Sheep scab is an acute or chronic form of allergic dermatitis caused by the faeces of sheep scab mites (Psoroptes ovis). The mites are just about visible to the naked eye and can only remain viable off the host (sheep) for 15-17 days. The sheep is the only host where the mites can complete their lifecycle, though there is evidence that they can remain viable on cattle. The lifecycle takes 14 days and the population of mites can double every six days.
Sheep scab is a major source of economic loss in affected flocks and is a serious threat to sheep welfare. Infestations can be very debilitating with significant loss of condition, secondary infections, hypothermia and eventually death. Sheep scab is a notifiable disease in Scotland.

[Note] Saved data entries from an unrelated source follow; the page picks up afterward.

//! HTTP(S) firmware transport using a blocking `reqwest` client
//!
//! A client is built per attempt from the request's TLS material, so key
//! material never outlives the attempt that used it.

use std::io::Read;
use std::sync::Arc;
use std::time::Duration;

use otaflow_core::{
    FirmwareSession, FirmwareTransport, ImageDescriptor, StepOutcome, TransportError,
    UpdateRequest,
};
use reqwest::blocking::{Client, Response};
use reqwest::{Certificate, Identity};
use serde::{Deserialize, Serialize};
use tracing::{debug, info, warn};

use crate::descriptor::{DESCRIPTOR_PREFIX_LEN, IMAGE_MAGIC, parse_app_descriptor};
use crate::error::{body_error, request_error};
use crate::slot::{FirmwareSlot, StagedImage};

/// Settings for `HttpTransport`
#[derive(Debug, Clone, PartialEq, Eq, Serialize, Deserialize)]
pub struct HttpTransportConfig {
    /// Connect timeout
    #[serde(default = "default_connect_timeout_ms")]
    pub connect_timeout_ms: u64,
    /// Timeout of each network read
    #[serde(default = "default_read_timeout_ms")]
    pub read_timeout_ms: u64,
    /// Bytes read per transfer step
    #[serde(default = "default_chunk_size")]
    pub chunk_size: usize,
    /// Reject images that do not start with the image header magic byte
    #[serde(default = "default_require_image_header")]
    pub require_image_header: bool,
}

fn default_connect_timeout_ms() -> u64 {
    10_000
}

fn default_read_timeout_ms() -> u64 {
    30_000
}

fn default_chunk_size() -> usize {
    4096
}

fn default_require_image_header() -> bool {
    true
}

impl Default for HttpTransportConfig {
    fn default() -> Self {
        Self {
            connect_timeout_ms: default_connect_timeout_ms(),
            read_timeout_ms: default_read_timeout_ms(),
            chunk_size: default_chunk_size(),
            require_image_header: default_require_image_header(),
        }
    }
}

/// Downloads firmware over HTTP(S) into a `FirmwareSlot`
#[derive(Debug, Clone)]
pub struct HttpTransport {
    config: HttpTransportConfig,
    slot: Arc<FirmwareSlot>,
}

impl HttpTransport {
    pub fn new(config: HttpTransportConfig, slot: FirmwareSlot) -> Self {
        Self {
            config,
            slot: Arc::new(slot),
        }
    }

    fn client(&self, request: &UpdateRequest) -> Result<Client, TransportError> {
        let mut builder = Client::builder()
            .connect_timeout(Duration::from_millis(self.config.connect_timeout_ms))
            .timeout(Duration::from_millis(self.config.read_timeout_ms))
            .user_agent(concat!("otaflow/", env!("CARGO_PKG_VERSION")));

        if let Some(ca) = &request.ca_cert_pem {
            let cert = Certificate::from_pem(ca.as_bytes())
                .map_err(|e| TransportError::InvalidRequest(format!("CA certificate: {e}")))?;
            builder = builder.add_root_certificate(cert);
            if !request.use_global_trust_store {
                builder = builder.tls_built_in_root_certs(false);
            }
        }

        match (&request.client_key_pem, &request.client_cert_pem) {
            (Some(key), Some(cert)) => {
                let pem = format!("{key}\n{cert}");
                let identity = Identity::from_pem(pem.as_bytes())
                    .map_err(|e| TransportError::InvalidRequest(format!("client identity: {e}")))?;
                builder = builder.identity(identity);
            }
            (None, None) => {}
            _ => {
                return Err(TransportError::InvalidRequest(
                    "client key and certificate must be given together".to_string(),
                ));
            }
        }

        builder.build().map_err(|e| request_error(&e))
    }
}

impl FirmwareTransport for HttpTransport {
    fn begin(&self, request: &UpdateRequest) -> Result<Box<dyn FirmwareSession>, TransportError> {
        let client = self.client(request)?;

        debug!(url = %request.url, "requesting firmware image");
        let response = client
            .get(&request.url)
            .send()
            .map_err(|e| request_error(&e))?;

        let status = response.status();
        if !status.is_success() {
            return Err(TransportError::Http {
                status: status.as_u16(),
                message: status
                    .canonical_reason()
                    .unwrap_or("unexpected status")
                    .to_string(),
            });
        }

        let content_length = response.content_length();
        info!(
            url = %request.url,
            content_length = ?content_length,
            "firmware download started"
        );

        Ok(Box::new(HttpSession {
            response,
            staged: self.slot.stage()?,
            slot: Arc::clone(&self.slot),
            content_length,
            head: Vec::with_capacity(DESCRIPTOR_PREFIX_LEN),
            buf: vec![0; self.config.chunk_size.max(1)],
            require_image_header: self.config.require_image_header,
            eof: false,
        }))
    }
}

/// One download in progress
struct HttpSession {
    response: Response,
    staged: StagedImage,
    slot: Arc<FirmwareSlot>,
    content_length: Option<u64>,
    /// Start of the image, kept for the descriptor
    head: Vec<u8>,
    buf: Vec<u8>,
    require_image_header: bool,
    eof: bool,
}

impl HttpSession {
    /// Read one chunk from the body into the slot; returns bytes read
    fn read_chunk(&mut self) -> Result<usize, TransportError> {
        let n = self.response.read(&mut self.buf).map_err(|e| body_error(&e))?;
        if n == 0 {
            self.eof = true;
            return Ok(0);
        }

        let chunk = &self.buf[..n];
        if self.head.len() < DESCRIPTOR_PREFIX_LEN {
            let take = (DESCRIPTOR_PREFIX_LEN - self.head.len()).min(n);
            self.head.extend_from_slice(&chunk[..take]);
        }
        self.staged.write(chunk)?;
        Ok(n)
    }
}

impl FirmwareSession for HttpSession {
    fn image_descriptor(&mut self) -> Result<ImageDescriptor, TransportError> {
        while self.head.len() < DESCRIPTOR_PREFIX_LEN && !self.eof {
            self.read_chunk()?;
        }
        parse_app_descriptor(&self.head)
    }

    fn total_size(&self) -> Option<u64> {
        self.content_length
    }

    fn step(&mut self) -> StepOutcome {
        if self.eof {
            return StepOutcome::Done;
        }
        match self.read_chunk() {
            Ok(0) => StepOutcome::Done,
            Ok(_) => StepOutcome::InProgress(self.staged.written()),
            Err(e) => StepOutcome::Error(e),
        }
    }

    fn bytes_read(&self) -> u64 {
        self.staged.written()
    }

    fn finish(self: Box<Self>) -> Result<(), TransportError> {
        let this = *self;
        let written = this.staged.written();
        if written == 0 {
            return Err(TransportError::Verification("empty image".to_string()));
        }
        match this.content_length {
            Some(expected) if expected != written => {
                return Err(TransportError::Verification(format!(
                    "size mismatch: expected {expected} bytes, got {written}"
                )));
            }
            _ => {}
        }

        let magic = this.staged.first_byte().unwrap_or_default();
        if magic != IMAGE_MAGIC {
            if this.require_image_header {
                return Err(TransportError::Verification(format!(
                    "invalid image header magic 0x{magic:02x}"
                )));
            }
            warn!(magic, "image header magic not found, installing anyway");
        }

        this.staged.install(&this.slot)?;
        Ok(())
    }
}
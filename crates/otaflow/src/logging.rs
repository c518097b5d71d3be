//! Logging initialization using tracing

use tracing_subscriber::{EnvFilter, fmt, layer::SubscriberExt, util::SubscriberInitExt};

/// Install the global subscriber
///
/// `RUST_LOG` overrides `level` when set. Thread names are included so the
/// update worker's lines can be told apart from request handlers.
pub fn init_logging(level: &str, json: bool) {
    let filter = EnvFilter::try_from_default_env().unwrap_or_else(|_| EnvFilter::new(level));
    let registry = tracing_subscriber::registry().with(filter);

    if json {
        registry
            .with(fmt::layer().json().with_target(true).with_thread_names(true))
            .init();
    } else {
        registry
            .with(fmt::layer().with_target(true).with_thread_names(true))
            .init();
    }
}
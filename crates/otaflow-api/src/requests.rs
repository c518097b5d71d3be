//! Request types for the API

use serde::{Deserialize, Serialize};
use utoipa::ToSchema;

/// Start a firmware update from `url`
#[derive(Debug, Clone, Default, PartialEq, Eq, Serialize, Deserialize, ToSchema)]
pub struct TriggerRequest {
    /// Firmware image URL
    pub url: String,
    /// CA certificate (PEM) to verify the server with
    #[serde(default, skip_serializing_if = "Option::is_none")]
    pub ca_cert_pem: Option<String>,
    /// Also trust the system certificate store
    #[serde(default)]
    pub use_global_trust_store: bool,
    /// Client private key (PEM) for mutual TLS
    #[serde(default, skip_serializing_if = "Option::is_none")]
    pub client_key_pem: Option<String>,
    /// Client certificate (PEM) for mutual TLS
    #[serde(default, skip_serializing_if = "Option::is_none")]
    pub client_cert_pem: Option<String>,
}

impl TriggerRequest {
    pub fn new(url: impl Into<String>) -> Self {
        Self {
            url: url.into(),
            ..Self::default()
        }
    }
}
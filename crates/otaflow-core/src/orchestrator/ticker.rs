//! Status ticker, driven by the host's scheduling loop

use std::sync::PoisonError;
use std::time::Instant;

use tracing::{info, warn};

use crate::flags::Flags;
use crate::state::TickOutcome;

use super::Orchestrator;

/// Timestamps owned by the ticker
#[derive(Debug, Default)]
pub(super) struct TickerState {
    /// When the finished state was first observed
    finished_at: Option<Instant>,
    /// Last progress log line
    last_progress_log_at: Option<Instant>,
}

impl Orchestrator {
    /// Log progress and acknowledge finished attempts
    ///
    /// Call periodically from the host's own loop. Once a finished attempt
    /// has been visible for longer than the grace period, a successful one
    /// restarts the process and a failed one is cleared so that the next
    /// `trigger` is accepted.
    pub fn tick(&self) -> TickOutcome {
        let bits = self.shared.flags.snapshot();
        let config = &self.shared.config;
        let session = &self.shared.session;
        let mut state = self
            .ticker
            .lock()
            .unwrap_or_else(PoisonError::into_inner);

        if !bits.contains(Flags::REQUEST_FINISHED) {
            state.finished_at = None;
        }

        if bits.intersects(Flags::IN_FLIGHT) {
            let due = state
                .last_progress_log_at
                .is_none_or(|at| at.elapsed() >= config.progress_log_interval());
            if !due {
                return TickOutcome::InProgress { logged: false };
            }
            state.last_progress_log_at = Some(Instant::now());

            if bits.contains(Flags::VERIFYING) {
                info!("ota verifying");
            } else if let (Some(total), Some(percent)) = (session.total_size(), session.percent()) {
                info!(
                    progress = session.progress(),
                    total_size = total,
                    "ota progress {} of {} ({percent:.2}%)",
                    session.progress(),
                    total
                );
            } else {
                info!(progress = session.progress(), "ota progress {} of unknown", session.progress());
            }
            return TickOutcome::InProgress { logged: true };
        }

        if !bits.contains(Flags::REQUEST_FINISHED) {
            return TickOutcome::Idle;
        }

        let Some(finished_at) = state.finished_at else {
            state.finished_at = Some(Instant::now());
            state.last_progress_log_at = None;
            match (session.total_size(), session.percent()) {
                (Some(total), Some(percent)) => info!(
                    message = %session.message(),
                    "ota finished {} of {} ({percent:.2}%)",
                    session.progress(),
                    total
                ),
                _ => info!(
                    message = %session.message(),
                    "ota finished {} of unknown",
                    session.progress()
                ),
            }
            return TickOutcome::Finished;
        };

        if finished_at.elapsed() <= config.grace_period() {
            return TickOutcome::AwaitingGrace;
        }
        state.finished_at = None;
        drop(state);

        let succeeded = bits.contains(Flags::REQUEST_SUCCEEDED);
        if succeeded {
            info!("ota succeeded, restarting");
            self.process.restart();
            warn!("process control returned from restart");
        }

        // Triggers stay rejected until REQUEST_FINISHED is cleared.
        self.shared.session.set_image_descriptor(None);
        self.shared
            .flags
            .clear(Flags::REQUEST_FINISHED | Flags::REQUEST_SUCCEEDED);

        if succeeded {
            TickOutcome::Restarting
        } else {
            info!("ota failure acknowledged, ready for next trigger");
            TickOutcome::Reset
        }
    }
}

It can be contracted via any contact with live mites, so there are number of transmission risks.
Sheep scab is mainly a winter disease with most cases occurring between September and April, although can occur at any time of the year, particularly on full fleeced animals such as lambs and the ‘ridges’ of longer fleece on poorly shorn sheep.
During the early stages of sheep scab, mite numbers are low and infestations are not obvious, with animal often appearing clinically normal. Sheep may be restless, rubbing against fence posts, have soiled and stained areas of wool, toss their heads or have deranged or tags of fleece. At these early stages, sheep can look perfectly normal and can unknowingly be introduced to a flock. In fact, up to 60% of a flock can be infected before any clinical signs are seen, which can take several months.
Later stages of infestation see high mite numbers and lesions spread as the mites move to the edge of the lesions to find new food sources. Rubbing and head tossing becomes more and more excessive, areas of wool loss may appear, often with open, bleeding wounds. Sheep rapidly lose condition and serious cases will start fitting.